Publicado el 17 octubre 2011 por Lamalavida
Con la muerte en los talonesLa vida del padre separado es como una película de Hitchcock, toda ella puro suspense y emoción, yupi, yupi... Tras quedarme en la calle, con la tarjetas de crédito bloqueadas, sin acceso a mis cuentas bancarias y, de paso, sin poder tocar los menos del mil euros que cobraba en concepto de paro cada mes, ya que, por desgracia para mí, me lo ingresaban en una de esas cuentas misteriosa y sorpresivamente perdidas, me vi en la puta calle, hecho un sin techo total y un pre-mendigo. Mi única no-posesión era el coche que, como ya intuía, no era mío, sino para uso y disfrute de mis hijos, junto con la casa y todo lo demás. Cosa que, dicho sea de paso, me pareció perfecta.
Lo que no me lo pareció tanto fue el repentino castigo que estaba recibiendo, absolutamente desproporcionado, a mi entender. Vale que yo haya sido un mal marido, un tipejo que cogió los bártulos y se fue, pero de ahí a condenarme a la indigencia, hay un trecho. No sé cómo uno llega a sentirse tan superior, tan en su derecho, tan cargado de razones para, deliberadamente, despojar a otro ser humano de lo imprescindible, al punto de colocarlo al borde de un peligroso precipicio.
Reconozco que me sentí con La muerte en los talones en aquellos días, un perro callejero más, apaleado y receloso al extremo del género humano _Homo homini cabronis_, entrando en una paradójica espiral de profundo asco por el dinero _al comprobar, en mi persona, las ignominias y saqueos que podían llegar a hacerse por tenerlo, con las más nobles intenciones, eso sí..._ y de necesidad absoluta de él, ya que, en la catacumbas de mi huérfana cartera no quedaba ni para pagarme una pernocta en la pensión más cutre que se pueda imaginar.

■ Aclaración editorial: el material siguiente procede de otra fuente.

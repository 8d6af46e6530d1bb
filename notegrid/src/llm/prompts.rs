//! Prompt templates for the remote vision and completion capabilities.
//!
//! Plain `format!()` interpolation, so a missing variable is a compile error.

use crate::postprocess::ErrorCandidate;

/// Prompt asking a vision model to describe how many notes a page holds and
/// how they are arranged.
///
/// # Example
/// ```
/// use notegrid::llm::prompts::layout_analysis_prompt;
///
/// assert!(layout_analysis_prompt().contains("total_notes"));
/// ```
pub fn layout_analysis_prompt() -> String {
    r#"Analyze this image and identify all individual notes. For each note you can see:
1. Count the total number of notes
2. Describe the layout (e.g., "3x3 grid", "2x4 layout", etc.)
3. For each note, provide:
   - Position number (1-9 for 3x3 grid, or sequential numbering)
   - Brief description of the content
   - Whether it has a QR code
   - Whether it has a title (look for ##Title## format or underlined text)
   - Type of content (bullet points, numbered list, checkbox list, plain text, etc.)

Return your analysis as JSON in this format:
{
  "total_notes": 9,
  "layout": "3x3 grid",
  "notes": [
    {"position": 1, "description": "Brief description of content", "has_qr_code": true, "has_title": false, "content_type": "bullet_points"}
  ]
}"#
    .to_string()
}

/// Prompt asking a vision model to transcribe one note region verbatim.
///
/// # Example
/// ```
/// use notegrid::llm::prompts::region_extraction_prompt;
///
/// let prompt = region_extraction_prompt("Note 2 of 9");
/// assert!(prompt.contains("Note 2 of 9"));
/// ```
pub fn region_extraction_prompt(region_description: &str) -> String {
    format!(
        r#"Extract all text from this note region. Pay special attention to:
1. Preserve the exact formatting (bullet points, numbered lists, checkboxes)
2. Look for titles marked with ##Title## format or underlined text
3. Identify action items with checkboxes (☐, ☑, [ ], [x])
4. Preserve special characters and symbols
5. Maintain line breaks and spacing

Note description: {region_description}

Return the extracted text exactly as written, preserving all formatting."#
    )
}

/// Prompt asking a completion model to confirm or reject suspected
/// recognition errors, answering with a JSON array.
pub fn correction_prompt(text: &str, candidates: &[ErrorCandidate]) -> String {
    let error_context = candidates
        .iter()
        .map(|candidate| {
            format!(
                "- Word '{}' (confidence: {:.2}, alternatives: {})",
                candidate.word,
                candidate.confidence,
                candidate.alternatives.join(", ")
            )
        })
        .collect::<Vec<_>>()
        .join("\n");

    format!(
        r#"You are correcting potential OCR errors in handwritten text.

Original text:
{text}

Potential errors identified:
{error_context}

For each error, determine:
1. Is it actually an error?
2. If yes, what is the correct word?
3. Why (provide brief reasoning)

Consider the context carefully. Only correct if you are confident.

Respond with valid JSON only, as an array:
[
  {{"original": "word", "corrected": "word", "confidence": 0.95, "reason": "explanation"}}
]"#
    )
}

#[cfg(test)]
mod tests {
    use super::*;

    #[test]
    fn test_correction_prompt_lists_candidates() {
        let candidates = vec![ErrorCandidate {
            word: "tirne".to_string(),
            position: 3,
            confidence: 0.4,
            alternatives: vec!["time".to_string(), "tine".to_string()],
        }];

        let prompt = correction_prompt("meet at tirne", &candidates);

        assert!(prompt.contains("meet at tirne"));
        assert!(prompt.contains("- Word 'tirne' (confidence: 0.40, alternatives: time, tine)"));
        assert!(prompt.contains(r#"{"original": "word""#));
    }

    #[test]
    fn test_layout_prompt_requests_json_shape() {
        let prompt = layout_analysis_prompt();
        assert!(prompt.contains("\"layout\""));
        assert!(prompt.contains("has_qr_code"));
    }
}
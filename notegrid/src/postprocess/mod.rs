//! Correction and cleanup of extracted text.
//!
//! Suspected recognition errors are confirmed by a completion model when one
//! is configured, else corrected locally from the confusion table. The result
//! is always normalized and given light markdown formatting.

mod candidates;
mod normalize;

use std::sync::Arc;

use once_cell::sync::Lazy;
use regex::Regex;
use serde::{Deserialize, Serialize};

use crate::error::{NoteError, Result};
use crate::framework::{SharedSink, StageResult};
use crate::llm::{prompts::correction_prompt, TextCompletion};

pub use candidates::{
    generate_alternatives, identify_error_candidates, is_common_word, is_plausible_word, word_core,
    ErrorCandidate, CANDIDATE_CONFIDENCE_THRESHOLD,
};
pub use normalize::{format_markdown, normalize_text};

/// Corrections above this confidence are applied.
pub const APPLY_CONFIDENCE_THRESHOLD: f64 = 0.8;
const REMOTE_RESULT_CONFIDENCE: f64 = 0.9;
const LOCAL_RESULT_CONFIDENCE: f64 = 0.6;
const LOCAL_CORRECTION_CONFIDENCE: f64 = 0.7;

static JSON_ARRAY: Lazy<Regex> = Lazy::new(|| Regex::new(r"(?s)\[.*\]").unwrap());

#[derive(Debug, Clone, Serialize, Deserialize, PartialEq)]
pub struct Correction {
    pub original: String,
    pub corrected: String,
    pub confidence: f64,
    pub reason: String,
    /// Character offset of the replaced text.
    pub position: usize,
}

#[derive(Debug, Clone, Serialize, Deserialize, PartialEq)]
pub struct CorrectionResult {
    /// Normalized and formatted.
    pub text: String,
    /// Normalized only.
    pub cleaned_text: String,
    pub original_text: String,
    pub corrections: Vec<Correction>,
    pub confidence: f64,
}

#[derive(Debug, Deserialize)]
struct ProposedCorrection {
    #[serde(default)]
    original: String,
    #[serde(default)]
    corrected: String,
    #[serde(default = "default_proposed_confidence")]
    confidence: f64,
    #[serde(default)]
    reason: String,
}

fn default_proposed_confidence() -> f64 {
    0.8
}

#[derive(Clone)]
pub struct PostProcessor {
    completion: Option<Arc<dyn TextCompletion>>,
    sink: SharedSink,
}

impl PostProcessor {
    pub fn new(completion: Option<Arc<dyn TextCompletion>>, sink: SharedSink) -> Self {
        Self { completion, sink }
    }

    pub async fn process(
        &self,
        text: &str,
        word_confidence: Option<&[f64]>,
    ) -> StageResult<CorrectionResult> {
        if text.trim().is_empty() {
            return Ok(CorrectionResult {
                text: String::new(),
                cleaned_text: String::new(),
                original_text: text.to_string(),
                corrections: Vec::new(),
                confidence: 1.0,
            });
        }

        let candidates = identify_error_candidates(text, word_confidence);
        self.sink
            .record("postprocess", "error_candidates", candidates.len() as f64);

        let (corrected, corrections, confidence) = if candidates.is_empty() {
            (text.to_string(), Vec::new(), 1.0)
        } else {
            match self.correct_remotely(text, &candidates).await {
                Ok((corrected, corrections)) => (corrected, corrections, REMOTE_RESULT_CONFIDENCE),
                Err(error) => {
                    tracing::warn!(error = %error, "contextual correction unavailable, using local heuristics");
                    let (corrected, corrections) = correct_locally(text, &candidates);
                    (corrected, corrections, LOCAL_RESULT_CONFIDENCE)
                }
            }
        };

        self.sink
            .record("postprocess", "corrections_applied", corrections.len() as f64);
        self.sink.record("postprocess", "confidence", confidence);

        let cleaned_text = normalize_text(&corrected);
        Ok(CorrectionResult {
            text: format_markdown(&cleaned_text),
            cleaned_text,
            original_text: text.to_string(),
            corrections,
            confidence,
        })
    }

    async fn correct_remotely(
        &self,
        text: &str,
        candidates: &[ErrorCandidate],
    ) -> Result<(String, Vec<Correction>)> {
        let completion = self
            .completion
            .as_ref()
            .ok_or_else(|| NoteError::LlmUnavailable("no completion model configured".to_string()))?;

        let response = completion.complete(&correction_prompt(text, candidates)).await?;
        let proposed = parse_corrections(&response)?;
        Ok(apply_corrections(text, proposed))
    }
}

/// Pulls the first-to-last bracket span out of a reply and parses it.
fn parse_corrections(response: &str) -> Result<Vec<ProposedCorrection>> {
    let array = JSON_ARRAY
        .find(response)
        .ok_or_else(|| NoteError::Llm("no JSON array in correction response".to_string()))?;
    Ok(serde_json::from_str(array.as_str())?)
}

/// Applies confident corrections in order, each to the first occurrence left
/// in the text.
fn apply_corrections(text: &str, proposed: Vec<ProposedCorrection>) -> (String, Vec<Correction>) {
    let mut corrected = text.to_string();
    let mut applied = Vec::new();

    for proposal in proposed {
        if proposal.confidence <= APPLY_CONFIDENCE_THRESHOLD || proposal.original.is_empty() {
            continue;
        }
        let Some(position) = replace_first(&mut corrected, &proposal.original, &proposal.corrected)
        else {
            continue;
        };
        applied.push(Correction {
            original: proposal.original,
            corrected: proposal.corrected,
            confidence: proposal.confidence,
            reason: proposal.reason,
            position,
        });
    }

    (corrected, applied)
}

/// Replaces each candidate's word characters with its first alternative when
/// that alternative is a common word.
fn correct_locally(text: &str, candidates: &[ErrorCandidate]) -> (String, Vec<Correction>) {
    let mut corrected = text.to_string();
    let mut applied = Vec::new();

    for candidate in candidates {
        let Some(best) = candidate.alternatives.first() else {
            continue;
        };
        if !is_common_word(best) {
            continue;
        }
        let core = candidates::word_core(&candidate.word);
        if let Some(position) = replace_first(&mut corrected, &core, best) {
            applied.push(Correction {
                original: core,
                corrected: best.clone(),
                confidence: LOCAL_CORRECTION_CONFIDENCE,
                reason: "Common word alternative".to_string(),
                position,
            });
        }
    }

    (corrected, applied)
}

/// Returns the character offset of the replaced occurrence.
fn replace_first(text: &mut String, from: &str, to: &str) -> Option<usize> {
    if from.is_empty() {
        return None;
    }
    let byte_offset = text.find(from)?;
    text.replace_range(byte_offset..byte_offset + from.len(), to);
    Some(text[..byte_offset].chars().count())
}
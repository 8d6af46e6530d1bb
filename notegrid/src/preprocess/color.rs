use image::RgbImage;

use crate::models::ColorInfo;

const MAX_SAMPLES: usize = 10_000;
const CLUSTERS: usize = 5;
const ITERATIONS: usize = 20;

/// Dominant color: k-means over an evenly strided pixel sample, centroid of
/// the largest cluster.
pub fn dominant_color(image: &RgbImage) -> ColorInfo {
    let samples = sample_pixels(image, MAX_SAMPLES);
    if samples.is_empty() {
        return ColorInfo::default();
    }

    let (centroids, counts) = kmeans(&samples, CLUSTERS, ITERATIONS);
    let largest = counts
        .iter()
        .enumerate()
        .max_by_key(|(i, count)| (**count, std::cmp::Reverse(*i)))
        .map(|(i, _)| i)
        .unwrap_or(0);

    ColorInfo::from_rgb(to_rgb(centroids[largest]))
}

/// Background color: per-channel median of the border pixels.
pub fn background_color(image: &RgbImage) -> ColorInfo {
    let (width, height) = image.dimensions();
    if width == 0 || height == 0 {
        return ColorInfo::default();
    }

    let mut edge: Vec<[u8; 3]> = Vec::with_capacity(2 * (width + height) as usize);
    for x in 0..width {
        edge.push(image.get_pixel(x, 0).0);
        edge.push(image.get_pixel(x, height - 1).0);
    }
    for y in 0..height {
        edge.push(image.get_pixel(0, y).0);
        edge.push(image.get_pixel(width - 1, y).0);
    }

    let mut rgb = [0u8; 3];
    for (channel, value) in rgb.iter_mut().enumerate() {
        let mut values: Vec<u8> = edge.iter().map(|p| p[channel]).collect();
        values.sort_unstable();
        *value = median(&values);
    }
    ColorInfo::from_rgb(rgb)
}

fn median(sorted: &[u8]) -> u8 {
    let mid = sorted.len() / 2;
    if sorted.len() % 2 == 0 {
        ((u16::from(sorted[mid - 1]) + u16::from(sorted[mid])) / 2) as u8
    } else {
        sorted[mid]
    }
}

fn sample_pixels(image: &RgbImage, max: usize) -> Vec<[f64; 3]> {
    let total = image.pixels().len();
    let stride = total.div_ceil(max).max(1);
    image
        .pixels()
        .step_by(stride)
        .map(|p| [f64::from(p[0]), f64::from(p[1]), f64::from(p[2])])
        .collect()
}

/// Lloyd's algorithm with farthest-point seeding.
fn kmeans(points: &[[f64; 3]], k: usize, iterations: usize) -> (Vec<[f64; 3]>, Vec<usize>) {
    let k = k.min(points.len()).max(1);
    let mut centroids = seed_centroids(points, k);
    let mut assignment = vec![0usize; points.len()];

    for _ in 0..iterations {
        let mut changed = false;
        for (point, slot) in points.iter().zip(assignment.iter_mut()) {
            let nearest = nearest_centroid(point, &centroids);
            if nearest != *slot {
                *slot = nearest;
                changed = true;
            }
        }

        let mut sums = vec![[0.0f64; 3]; k];
        let mut counts = vec![0usize; k];
        for (point, &cluster) in points.iter().zip(&assignment) {
            counts[cluster] += 1;
            for c in 0..3 {
                sums[cluster][c] += point[c];
            }
        }
        for cluster in 0..k {
            if counts[cluster] > 0 {
                let n = counts[cluster] as f64;
                centroids[cluster] = [sums[cluster][0] / n, sums[cluster][1] / n, sums[cluster][2] / n];
            }
        }

        if !changed {
            break;
        }
    }

    let mut counts = vec![0usize; k];
    for &cluster in &assignment {
        counts[cluster] += 1;
    }
    (centroids, counts)
}

/// First sample, then repeatedly the sample farthest from every chosen seed.
fn seed_centroids(points: &[[f64; 3]], k: usize) -> Vec<[f64; 3]> {
    let mut centroids = vec![points[0]];
    while centroids.len() < k {
        let mut farthest = (0usize, -1.0f64);
        for (i, point) in points.iter().enumerate() {
            let d = distance(point, &centroids[nearest_centroid(point, &centroids)]);
            if d > farthest.1 {
                farthest = (i, d);
            }
        }
        centroids.push(points[farthest.0]);
    }
    centroids
}

fn distance(a: &[f64; 3], b: &[f64; 3]) -> f64 {
    (0..3).map(|j| (a[j] - b[j]).powi(2)).sum()
}

fn nearest_centroid(point: &[f64; 3], centroids: &[[f64; 3]]) -> usize {
    centroids
        .iter()
        .enumerate()
        .map(|(i, c)| (i, distance(point, c)))
        .min_by(|a, b| a.1.total_cmp(&b.1))
        .map(|(i, _)| i)
        .unwrap_or(0)
}

fn to_rgb(centroid: [f64; 3]) -> [u8; 3] {
    centroid.map(|v| v.round().clamp(0.0, 255.0) as u8)
}

#[cfg(test)]
mod tests {
    use super::*;
    use crate::models::ColorName;
    use image::Rgb;

    #[test]
    fn test_dominant_color_is_largest_cluster() {
        // Yellow page with a dark stripe through a quarter of it.
        let image = RgbImage::from_fn(100, 100, |x, _| {
            if x < 25 {
                Rgb([20, 20, 20])
            } else {
                Rgb([250, 235, 120])
            }
        });
        let color = dominant_color(&image);
        assert_eq!(color.rgb, [250, 235, 120]);
        assert_eq!(color.name, ColorName::Yellow);
    }

    #[test]
    fn test_background_ignores_dark_center() {
        let image = RgbImage::from_fn(50, 50, |x, y| {
            if (10..40).contains(&x) && (10..40).contains(&y) {
                Rgb([0, 0, 0])
            } else {
                Rgb([255, 180, 190])
            }
        });
        let color = background_color(&image);
        assert_eq!(color.rgb, [255, 180, 190]);
        assert_eq!(color.name, ColorName::Pink);
    }

    #[test]
    fn test_dominant_color_is_deterministic() {
        let image = RgbImage::from_fn(64, 64, |x, y| Rgb([(x * 4) as u8, (y * 4) as u8, 128]));
        assert_eq!(dominant_color(&image), dominant_color(&image));
    }

    #[test]
    fn test_sampling_is_bounded() {
        let image = RgbImage::from_pixel(300, 300, Rgb([1, 2, 3]));
        assert!(sample_pixels(&image, MAX_SAMPLES).len() <= MAX_SAMPLES);
    }
}
use std::sync::Arc;

use async_trait::async_trait;

use crate::config::{parse_llm_provider_model, LlmConfig};
use crate::error::{NoteError, Result};
use crate::llm::api::LlmApiClient;
use crate::llm::TextCompletion;

#[derive(Debug, Clone, PartialEq, Eq)]
pub enum LlmBackend {
    OpenAI,
    OpenRouter,
    Ollama,
    LmStudio,
    OpenAICompatible { base_url: String },
    Unavailable { reason: String },
}

#[derive(Debug, Clone, Default)]
pub struct CompletionOptions {
    pub temperature: Option<f32>,
    pub max_tokens: Option<u32>,
}

const CORRECTION_SYSTEM_PROMPT: &str =
    "You correct recognition errors in transcribed handwriting and answer with JSON only.";

#[derive(Debug, Clone)]
pub struct LlmProvider {
    backend: LlmBackend,
    config: Option<Arc<LlmConfig>>,
}

impl LlmProvider {
    pub fn new(config: Option<&LlmConfig>) -> Self {
        let Some(config) = config else {
            return Self::unavailable("No LLM configuration provided");
        };

        let (provider, _model) = parse_llm_provider_model(&config.model);

        let backend = match provider.to_lowercase().as_str() {
            "openai" => LlmBackend::OpenAI,
            "openrouter" => LlmBackend::OpenRouter,
            "ollama" => LlmBackend::Ollama,
            "lmstudio" => LlmBackend::LmStudio,
            _ => match &config.base_url {
                Some(base_url) => LlmBackend::OpenAICompatible {
                    base_url: base_url.clone(),
                },
                None => LlmBackend::Unavailable {
                    reason: format!("Unknown provider in model: {}", config.model),
                },
            },
        };

        Self {
            backend,
            config: Some(Arc::new(config.clone())),
        }
    }

    pub fn unavailable(reason: &str) -> Self {
        Self {
            backend: LlmBackend::Unavailable {
                reason: reason.to_string(),
            },
            config: None,
        }
    }

    pub fn is_available(&self) -> bool {
        !matches!(self.backend, LlmBackend::Unavailable { .. })
    }

    pub fn backend(&self) -> &LlmBackend {
        &self.backend
    }

    pub fn config(&self) -> Option<&LlmConfig> {
        self.config.as_deref()
    }

    fn client(&self) -> Result<LlmApiClient> {
        if let LlmBackend::Unavailable { reason } = &self.backend {
            return Err(NoteError::LlmUnavailable(reason.clone()));
        }
        let config = self
            .config()
            .ok_or_else(|| NoteError::LlmUnavailable("No config available".to_string()))?;
        LlmApiClient::new(config)
    }
}

#[async_trait]
impl TextCompletion for LlmProvider {
    async fn complete(&self, prompt: &str) -> Result<String> {
        let options = CompletionOptions {
            temperature: Some(0.1),
            max_tokens: Some(1000),
        };
        self.client()?
            .complete(prompt, Some(CORRECTION_SYSTEM_PROMPT), Some(&options))
            .await
    }
}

Tuve que dormir, al menos una noche, dentro del coche, no sin antes haber dado cuarenta vueltas en el intento de hallar un lugar seguro y discreto para hacerlo en la calle, porque, justo es decirlo, tocado en lo más profundo por la pesadilla que estaba viviendo, me entró un miedo del carajo, casi paranoide, porque a mi mente, que iba de hito en hito y no lograba digerir lo que estaba sucediendo, le dio por pensar que el mundo entero de havía vuelto loco y contra mí, que había llegado el fin de los días _al menos de los míos, sí_ y que el mundo se había poblado de demonios, dispuestos a acabar con el último y mayor gilipollas vivo, o sea, yo.
Acojonado hasta lo inconfesable, metí el coche en un parking de pago y me acurruqué en las profundidades de los asientos para dormitar unas horas y no ser detectado por el ángel exterminador. A la a mañana siguiente, gasté cinco euros que ya no tenía en abrir una cuenta en otro banco, para que el INEM me ingresase el paro fuera de la codicia ajena. Y me fui, acorbadado y con el rabo entre las piernas, a casa de una gran amiga _la única en aquellos tiempos tristísimos_, la misma que, por razones de ésas aparentemente kafkianas que después resultan tener sentido, compartió conmigo los días previos y posteriores a mi infernal separación. Dos proscritos que juntó la necesidad, pues ella huía de una relación de malos tratos y yo huía del esperpento de mí mismo como marido. Nos ayudamos mutuamente. Le di cobijo y me lo devolvió por centuplicado, cosa que, como suele suceder, desde fuera se interpretó como vicio y fornicio, con lo que la versión oficial es que yo me había fugado de mi ex casa con una pelandusca...
Parece imposible, pero sucedió así. Lo juro por Hitchcock.
Cualquier parecido con la ficción es mera coincidencia.